Vous le connaissez peut-être pour son parcours sombre, qui le fit passer du héros de la guerre de 14-18 au collaborateur zêlé de l'Allemagne nazie quelques années plus tard. Et que vous ayez entendu parler du personnage ou non, le scénario de Patrice Perna entend retracer sa trajectoire avec authenticité et dynamisme. On le sent dès les premières planches : Darnand est un tryptique qui s'annonce rythmé et s'approprie autant les codes des films de guerre que du thriller pour faire monter la pression.

Loin du simple portrait à charge ou du documentaire, ce premier album fait preuve d'une véritable énergie, qui se devine à sa simple couverture, très marquante. Des tranchées aux cachettes sombres de l'organisation d'extrême droite qu'on appelait La Cagoule en passant par les paysages montagneux où Darnand va recruter ses premiers fidèles, on ressent une pression qui monte, finement installée par les dialogues et le découpage.

Et le dessin n'est pas en reste, bien au contraire. Fabien Bedouel se montre inspiré dans toutes ses planches, qui évoquent l'aspect grand spectacle des meilleurs films du genre, comme Il Faut Sauver le Soldat Ryan. Les premières planches sont ainsi conçues pour avoir un maximum d'impact sur le lecteur, qui n'en sort franchement pas indemme. La violence des combats de la Première Guerre Mondiale y est représentée de manière très crue, et les couleurs (dont le noir des particules) ajoutées par Sandrine Bonini ajoutent un vrai chaos à l'ensemble.

Trop secoués pour être indifférents, nous voilà embarqués dans la destinée d'un personnage que l'on devine détestable, mais auquel on parvient néanmoins à s'attacher. On parlait de paradoxe plus tôt, et les auteurs en créent donc un nouveau en suscitant chez nous des émotions qu'on aurait presque envie d'interdire ou de censurer. Peut-on vraiment craindre pour la vie de ce Darnand ? S'attacher à sa gouaille ? Êtres impressionnés par son charisme ? En nous amenant vers ces quetions, ce premier tome réalise un travail aussi instructif qu'un livre d'histoire, mais surtout beaucoup plus complexe qu'un simple manuel.
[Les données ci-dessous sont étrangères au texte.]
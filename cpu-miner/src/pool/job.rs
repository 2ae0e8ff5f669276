//! Mining jobs and shares.

use std::sync::Arc;
use std::time::SystemTime;

use crate::algo::Algorithm;
use crate::error::{Error, Result};
use crate::hasher::Digest;

use super::PoolId;

/// Byte offset of the 32-bit little-endian nonce inside a hashing blob.
pub const NONCE_OFFSET: usize = 39;

/// Smallest blob that still contains a complete nonce field.
pub const MIN_BLOB_SIZE: usize = NONCE_OFFSET + 4;

/// Largest blob a pool may send.
pub const MAX_BLOB_SIZE: usize = 128;

/// Unit of work issued by a pool.
///
/// Jobs are immutable. A new job supersedes the previous one for its
/// originating connection; `seq` increases by one for every job a
/// connection accepts, so a lower `seq` always means older work.
#[derive(Debug, Clone, PartialEq, Eq)]
pub struct Job {
    /// Identifier assigned by the pool (opaque)
    pub id: String,

    /// Hashing blob with the nonce field at [`NONCE_OFFSET`]
    pub blob: Vec<u8>,

    /// 64-bit compact target; a digest qualifies when its top word is below it
    pub target: u64,

    /// Algorithm the blob must be hashed with
    pub algo: Algorithm,

    /// Connection that issued the job
    pub pool: PoolId,

    /// Per-connection sequence number
    pub seq: u64,

    /// Pool owns the top nonce byte
    pub nicehash: bool,
}

impl Job {
    /// Build a job from the hex strings pools send.
    pub fn from_hex(
        id: &str,
        blob_hex: &str,
        target_hex: &str,
        algo: Algorithm,
        pool: PoolId,
        seq: u64,
        nicehash: bool,
    ) -> Result<Self> {
        if id.is_empty() {
            return Err(Error::Protocol("job id is empty".to_string()));
        }

        Ok(Self {
            id: id.to_string(),
            blob: parse_blob(blob_hex)?,
            target: parse_target(target_hex)?,
            algo,
            pool,
            seq,
            nicehash,
        })
    }

    /// Integer difficulty implied by the target.
    pub fn difficulty(&self) -> u64 {
        u64::MAX / self.target.max(1)
    }

    /// Nonce value already present in the blob.
    ///
    /// Under nicehash the pool puts its reserved top byte here.
    pub fn blob_nonce(&self) -> u32 {
        let mut bytes = [0u8; 4];
        bytes.copy_from_slice(&self.blob[NONCE_OFFSET..NONCE_OFFSET + 4]);
        u32::from_le_bytes(bytes)
    }

    /// Blob with `nonce` written into the nonce field.
    pub fn blob_with_nonce(&self, nonce: u32) -> Vec<u8> {
        let mut blob = self.blob.clone();
        blob[NONCE_OFFSET..NONCE_OFFSET + 4].copy_from_slice(&nonce.to_le_bytes());
        blob
    }

    /// Whether `digest` satisfies this job's target.
    pub fn meets_target(&self, digest: &Digest) -> bool {
        let mut top = [0u8; 8];
        top.copy_from_slice(&digest[24..32]);
        u64::from_le_bytes(top) < self.target
    }
}

/// A nonce/digest pair satisfying a job's target.
///
/// Created by a worker, consumed exactly once by the connection that issued
/// the job.
#[derive(Debug, Clone)]
pub struct Share {
    pub job: Arc<Job>,
    pub nonce: u32,
    pub digest: Digest,
    pub found_at: SystemTime,
}

impl Share {
    pub fn new(job: Arc<Job>, nonce: u32, digest: Digest) -> Self {
        Self {
            job,
            nonce,
            digest,
            found_at: SystemTime::now(),
        }
    }

    /// Nonce in the little-endian hex form pools expect.
    pub fn nonce_hex(&self) -> String {
        hex::encode(self.nonce.to_le_bytes())
    }

    pub fn digest_hex(&self) -> String {
        hex::encode(self.digest)
    }
}

fn parse_blob(blob_hex: &str) -> Result<Vec<u8>> {
    let blob =
        hex::decode(blob_hex).map_err(|e| Error::Protocol(format!("job blob hex: {}", e)))?;
    if blob.len() < MIN_BLOB_SIZE || blob.len() > MAX_BLOB_SIZE {
        return Err(Error::Protocol(format!(
            "job blob length {} outside {}..={}",
            blob.len(),
            MIN_BLOB_SIZE,
            MAX_BLOB_SIZE
        )));
    }
    Ok(blob)
}

/// Parse a pool target.
///
/// Pools send either a 32-bit little-endian target (8 hex chars), which is
/// widened to the 64-bit form, or the 64-bit little-endian target itself
/// (16 hex chars).
pub fn parse_target(target_hex: &str) -> Result<u64> {
    let bytes =
        hex::decode(target_hex).map_err(|e| Error::Protocol(format!("job target hex: {}", e)))?;

    match bytes.len() {
        4 => {
            let mut raw = [0u8; 4];
            raw.copy_from_slice(&bytes);
            let raw = u32::from_le_bytes(raw) as u64;
            if raw == 0 {
                return Err(Error::Protocol("job target is zero".to_string()));
            }
            Ok(u64::MAX / (u32::MAX as u64 / raw))
        }
        8 => {
            let mut raw = [0u8; 8];
            raw.copy_from_slice(&bytes);
            match u64::from_le_bytes(raw) {
                0 => Err(Error::Protocol("job target is zero".to_string())),
                target => Ok(target),
            }
        }
        n => Err(Error::Protocol(format!("job target has {} bytes", n))),
    }
}
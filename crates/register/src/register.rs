//! Register contract shared by the atomic and synchronized backings.

use signal_chain::Handler;

use crate::snapshot::Snapshot;

/// A shared slot of subscribed handlers.
///
/// `add` and `remove` are linearizable: each takes effect at exactly one
/// instant (the successful compare-and-swap, or the lock release), and a
/// call's effect is applied exactly once no matter how the backing retries
/// or blocks. `invoke` fires some chain that existed at one point during
/// the call; it does not promise to see a mutation racing with it.
pub trait Register<A: 'static>: Send + Sync {
	/// Appends `h` after everything currently subscribed.
	fn add(&self, h: Handler<A>);

	/// Removes the rightmost occurrence of `h`. Silently a no-op when `h`
	/// was never added.
	fn remove(&self, h: &Handler<A>);

	/// Fires the current chain, in subscription order, on the calling
	/// thread.
	fn invoke(&self, args: &A);

	/// The chain as observed at one instant.
	fn snapshot(&self) -> Snapshot<A>;

	fn len(&self) -> usize {
		self.snapshot().len()
	}

	fn is_empty(&self) -> bool {
		self.snapshot().is_empty()
	}
}

/// Backing used when no explicit choice is made.
///
/// Resolved once at compile time from the target's atomics: the selection is
/// a capability check, not a branch taken on every call.
#[cfg(target_has_atomic = "ptr")]
pub type DefaultRegister<A> = crate::atomic::AtomicRegister<A>;

/// Backing used when no explicit choice is made.
///
/// This target cannot swap the chain pointer atomically, so the mutex
/// fallback stands in.
#[cfg(not(target_has_atomic = "ptr"))]
pub type DefaultRegister<A> = crate::sync::SynchronizedRegister<A>;
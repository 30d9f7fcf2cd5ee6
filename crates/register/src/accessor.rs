//! The add/remove/invoke surface a declared event exposes to callers.

use std::marker::PhantomData;

use signal_chain::Handler;

use crate::register::{DefaultRegister, Register};
use crate::snapshot::Snapshot;

/// Accessor bound to exactly one register for its whole lifetime.
///
/// This is the only surface callers touch. `add` and `remove` carry the
/// `+=` / `-=` semantics of a declared event: each call lands atomically
/// from the caller's point of view, with no partial state ever observable.
/// None of the operations error; removing a handler that was never added is
/// a silent no-op.
pub struct RegisterAccessor<A: 'static, R: Register<A> = DefaultRegister<A>> {
	register: R,
	_args: PhantomData<fn(&A)>,
}

/// An event over the capability-selected default backing.
pub type Event<A> = RegisterAccessor<A>;

impl<A: 'static, R: Register<A>> RegisterAccessor<A, R> {
	/// Binds an accessor to `register`. `const`, so a type-scoped event can
	/// live in `static` storage:
	///
	/// ```
	/// use signal_register::{AtomicRegister, RegisterAccessor};
	///
	/// static READY: RegisterAccessor<u32, AtomicRegister<u32>> =
	/// 	RegisterAccessor::from_register(AtomicRegister::new());
	/// ```
	pub const fn from_register(register: R) -> Self {
		Self {
			register,
			_args: PhantomData,
		}
	}

	/// Fresh accessor over an empty register.
	pub fn new() -> Self
	where
		R: Default,
	{
		Self::from_register(R::default())
	}

	/// Subscribes `h` after everything currently subscribed.
	pub fn add(&self, h: Handler<A>) {
		self.register.add(h);
	}

	/// Unsubscribes the rightmost occurrence of `h`, if any.
	pub fn remove(&self, h: &Handler<A>) {
		self.register.remove(h);
	}

	/// Fires the current chain in subscription order on this thread.
	pub fn invoke(&self, args: &A) {
		self.register.invoke(args);
	}

	/// The chain as observed at one instant.
	pub fn snapshot(&self) -> Snapshot<A> {
		self.register.snapshot()
	}

	pub fn len(&self) -> usize {
		self.register.len()
	}

	pub fn is_empty(&self) -> bool {
		self.register.is_empty()
	}

	/// The bound register. The binding is fixed for the accessor's
	/// lifetime; there is no dynamic switching between backings.
	pub fn register(&self) -> &R {
		&self.register
	}
}

impl<A: 'static, R: Register<A> + Default> Default for RegisterAccessor<A, R> {
	fn default() -> Self {
		Self::new()
	}
}
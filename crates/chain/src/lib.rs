//! Immutable handler-chain values: the ordered, persistent list of callables
//! behind a notification register.
//!
//! A chain is never mutated in place. `append` and `remove_last` build fresh
//! values, so a chain reference read at one instant stays valid forever and a
//! register can swap whole chains with a single pointer compare-and-swap.

/// Chain construction: append, last-match removal, ordered invocation.
pub mod chain;
/// Opaque callables with structural identity.
pub mod handler;

pub use chain::{HandlerChain, RemoveLast};
pub use handler::{Handler, HandlerIdentity};
//! Behavioral tests run against both register backings.

use std::sync::Arc;

use parking_lot::Mutex;
use signal_chain::Handler;


type Log = Arc<Mutex<Vec<&'static str>>>;

/// Handler that appends `tag` to a shared log when fired.
fn logging(tag: &'static str, log: &Log) -> Handler<()> {
	let log = Arc::clone(log);
	Handler::closure(move |_: &()| log.lock().push(tag))
}
//! Handler values: an entrypoint plus an optional bound receiver.

use std::any::type_name;
use std::fmt;
use std::ptr;
use std::sync::Arc;

/// Erased identity of a handler: the receiver allocation and the entrypoint.
///
/// Two handlers are the same subscription iff both keys match. This is
/// structural identity over the (receiver, entrypoint) pair, never identity
/// of a chain node or of the `Handler` wrapper itself.
#[derive(Debug, Clone, Copy, PartialEq, Eq)]
pub struct HandlerIdentity {
	target: *const (),
	entry: *const (),
}

trait Callable<A>: Send + Sync {
	fn call(&self, args: &A);
	fn identity(&self) -> HandlerIdentity;
	fn kind(&self) -> &'static str;
}

struct FreeFn<A: 'static>(fn(&A));

impl<A: 'static> Callable<A> for FreeFn<A> {
	fn call(&self, args: &A) {
		(self.0)(args)
	}

	fn identity(&self) -> HandlerIdentity {
		HandlerIdentity {
			target: ptr::null(),
			entry: self.0 as *const (),
		}
	}

	fn kind(&self) -> &'static str {
		"function"
	}
}

struct BoundFn<T: Send + Sync + 'static, A: 'static> {
	target: Arc<T>,
	method: fn(&T, &A),
}

impl<T: Send + Sync + 'static, A: 'static> Callable<A> for BoundFn<T, A> {
	fn call(&self, args: &A) {
		(self.method)(&*self.target, args)
	}

	fn identity(&self) -> HandlerIdentity {
		HandlerIdentity {
			target: Arc::as_ptr(&self.target).cast(),
			entry: self.method as *const (),
		}
	}

	fn kind(&self) -> &'static str {
		type_name::<T>()
	}
}

struct ClosureFn<F>(F);

impl<A: 'static, F: Fn(&A) + Send + Sync + 'static> Callable<A> for ClosureFn<F> {
	fn call(&self, args: &A) {
		(self.0)(args)
	}

	fn identity(&self) -> HandlerIdentity {
		// The allocation is the identity: only clones of the same handler
		// compare equal, never a syntactically identical closure.
		HandlerIdentity {
			target: ptr::null(),
			entry: (&raw const self.0).cast(),
		}
	}

	fn kind(&self) -> &'static str {
		"closure"
	}
}

/// An opaque callable registered for notification, fired with `&A`.
///
/// Cheap to clone (one `Arc`). Equality follows [`HandlerIdentity`]: free
/// functions compare by entrypoint, bound methods by (receiver, method), and
/// closures by allocation.
pub struct Handler<A: 'static> {
	callable: Arc<dyn Callable<A>>,
}

impl<A: 'static> Handler<A> {
	/// Handler for a free function.
	pub fn function(f: fn(&A)) -> Self {
		Self {
			callable: Arc::new(FreeFn(f)),
		}
	}

	/// Handler for a method with a bound receiver.
	///
	/// Handlers built independently from the same `Arc` and the same method
	/// compare equal, so a caller can unsubscribe without keeping the
	/// original `Handler` value around.
	pub fn bound<T: Send + Sync + 'static>(target: Arc<T>, method: fn(&T, &A)) -> Self {
		Self {
			callable: Arc::new(BoundFn { target, method }),
		}
	}

	/// Handler for a captured closure.
	pub fn closure<F>(f: F) -> Self
	where
		F: Fn(&A) + Send + Sync + 'static,
	{
		Self {
			callable: Arc::new(ClosureFn(f)),
		}
	}

	/// Fires the handler with `args` on the calling thread.
	pub fn call(&self, args: &A) {
		self.callable.call(args)
	}

	/// Structural identity used by last-match removal.
	#[inline]
	pub fn identity(&self) -> HandlerIdentity {
		self.callable.identity()
	}
}

impl<A: 'static> Clone for Handler<A> {
	fn clone(&self) -> Self {
		Self {
			callable: self.callable.clone(),
		}
	}
}

impl<A: 'static> PartialEq for Handler<A> {
	fn eq(&self, other: &Self) -> bool {
		self.identity() == other.identity()
	}
}

impl<A: 'static> Eq for Handler<A> {}

impl<A: 'static> fmt::Debug for Handler<A> {
	fn fmt(&self, f: &mut fmt::Formatter<'_>) -> fmt::Result {
		let id = self.identity();
		f.debug_struct("Handler")
			.field("kind", &self.callable.kind())
			.field("target", &id.target)
			.field("entry", &id.entry)
			.finish()
	}
}

#[cfg(test)]
mod tests {
	use super::*;

	fn on_ping(_: &u32) {}

	fn on_pong(_: &u32) {}

	struct Probe;

	impl Probe {
		fn first(&self, _: &u32) {}

		fn second(&self, _: &u32) {}
	}

	#[test]
	fn free_functions_compare_by_entrypoint() {
		let a = Handler::function(on_ping);
		let b = Handler::function(on_ping);
		let c = Handler::function(on_pong);
		assert_eq!(a, b);
		assert_ne!(a, c);
	}

	#[test]
	fn bound_methods_compare_by_receiver_and_method() {
		let probe = Arc::new(Probe);
		let other = Arc::new(Probe);

		let a = Handler::bound(probe.clone(), Probe::first);
		let same = Handler::bound(probe.clone(), Probe::first);
		let different_method = Handler::bound(probe.clone(), Probe::second);
		let different_receiver = Handler::bound(other, Probe::first);

		assert_eq!(a, same);
		assert_ne!(a, different_method);
		assert_ne!(a, different_receiver);
	}

	#[test]
	fn closures_compare_by_allocation() {
		let a = Handler::closure(|_: &u32| {});
		let b = Handler::closure(|_: &u32| {});
		assert_eq!(a, a.clone());
		assert_ne!(a, b);
	}

	#[test]
	fn forms_never_cross_compare() {
		let probe = Arc::new(Probe);
		let free = Handler::function(on_ping);
		let bound = Handler::bound(probe, Probe::first);
		let closed = Handler::closure(|_: &u32| {});
		assert_ne!(free, bound);
		assert_ne!(free, closed);
		assert_ne!(bound, closed);
	}

	#[test]
	fn call_reaches_the_bound_receiver() {
		use parking_lot::Mutex;

		struct Counter(Mutex<u32>);

		impl Counter {
			fn bump(&self, by: &u32) {
				*self.0.lock() += by;
			}
		}

		let counter = Arc::new(Counter(Mutex::new(0)));
		let h = Handler::bound(counter.clone(), Counter::bump);
		h.call(&3);
		h.call(&4);
		assert_eq!(*counter.0.lock(), 7);
	}
}
//! Lock-free register: optimistic compare-and-swap retry over an atomic slot.

use std::sync::Arc;
use std::sync::atomic::{AtomicU64, Ordering};

use arc_swap::ArcSwapOption;
use signal_chain::{Handler, HandlerChain, RemoveLast};

use crate::register::Register;
use crate::snapshot::Snapshot;

/// Register whose slot is mutated only through compare-and-swap.
///
/// Writers never block. A failed swap means another thread moved the slot
/// first; the loop re-reads and retries immediately, without backoff and
/// without bound, until its own update lands. A stale snapshot is handled
/// internally and never surfaces to the caller.
pub struct AtomicRegister<A: 'static> {
	slot: ArcSwapOption<HandlerChain<A>>,
	contended: AtomicU64,
}

impl<A: 'static> AtomicRegister<A> {
	/// Empty register. `const`, so type-scoped registers can live in
	/// `static` storage.
	pub const fn new() -> Self {
		Self {
			slot: ArcSwapOption::const_empty(),
			contended: AtomicU64::new(0),
		}
	}

	/// Number of compare-and-swap attempts that lost a race and retried.
	/// Zero in uncontended use.
	pub fn contended_retries(&self) -> u64 {
		self.contended.load(Ordering::Relaxed)
	}

	fn same(a: &Option<Arc<HandlerChain<A>>>, b: &Option<Arc<HandlerChain<A>>>) -> bool {
		match (a, b) {
			(Some(a), Some(b)) => Arc::ptr_eq(a, b),
			(None, None) => true,
			_ => false,
		}
	}
}

impl<A: 'static> Default for AtomicRegister<A> {
	fn default() -> Self {
		Self::new()
	}
}

impl<A: 'static> Register<A> for AtomicRegister<A> {
	fn add(&self, h: Handler<A>) {
		loop {
			let cur = self.slot.load_full();
			let next = Arc::new(HandlerChain::append(cur.as_deref(), h.clone()));
			let prev = self.slot.compare_and_swap(&cur, Some(next));
			if Self::same(&prev, &cur) {
				return;
			}
			self.contended.fetch_add(1, Ordering::Relaxed);
			tracing::trace!("add lost a compare-and-swap race; retrying");
		}
	}

	fn remove(&self, h: &Handler<A>) {
		loop {
			let cur = self.slot.load_full();
			let next = match HandlerChain::remove_last(cur.as_deref(), h) {
				RemoveLast::Unchanged => return,
				RemoveLast::Emptied => None,
				RemoveLast::Now(c) => Some(Arc::new(c)),
			};
			let prev = self.slot.compare_and_swap(&cur, next);
			if Self::same(&prev, &cur) {
				return;
			}
			self.contended.fetch_add(1, Ordering::Relaxed);
			tracing::trace!("remove lost a compare-and-swap race; retrying");
		}
	}

	fn invoke(&self, args: &A) {
		// One load. Handlers added or removed after this point do not
		// affect this firing.
		self.snapshot().invoke(args);
	}

	fn snapshot(&self) -> Snapshot<A> {
		Snapshot::new(self.slot.load_full())
	}
}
Premier tome très réussi, Darnand, le bourreau français se place dans le haut du panier des (trop) nombreuses bandes-dessinées historiques de ce début d'année. Les origines d'un récit historique passionnant et les débuts d'un parcours aussi sombre que fascinant à explorer, portés par un scénario finement écrit et des dessins très impressionnants. Un album historique comme on aimerait en lire plus souvent, à découvrir chez Rue de Sèvres.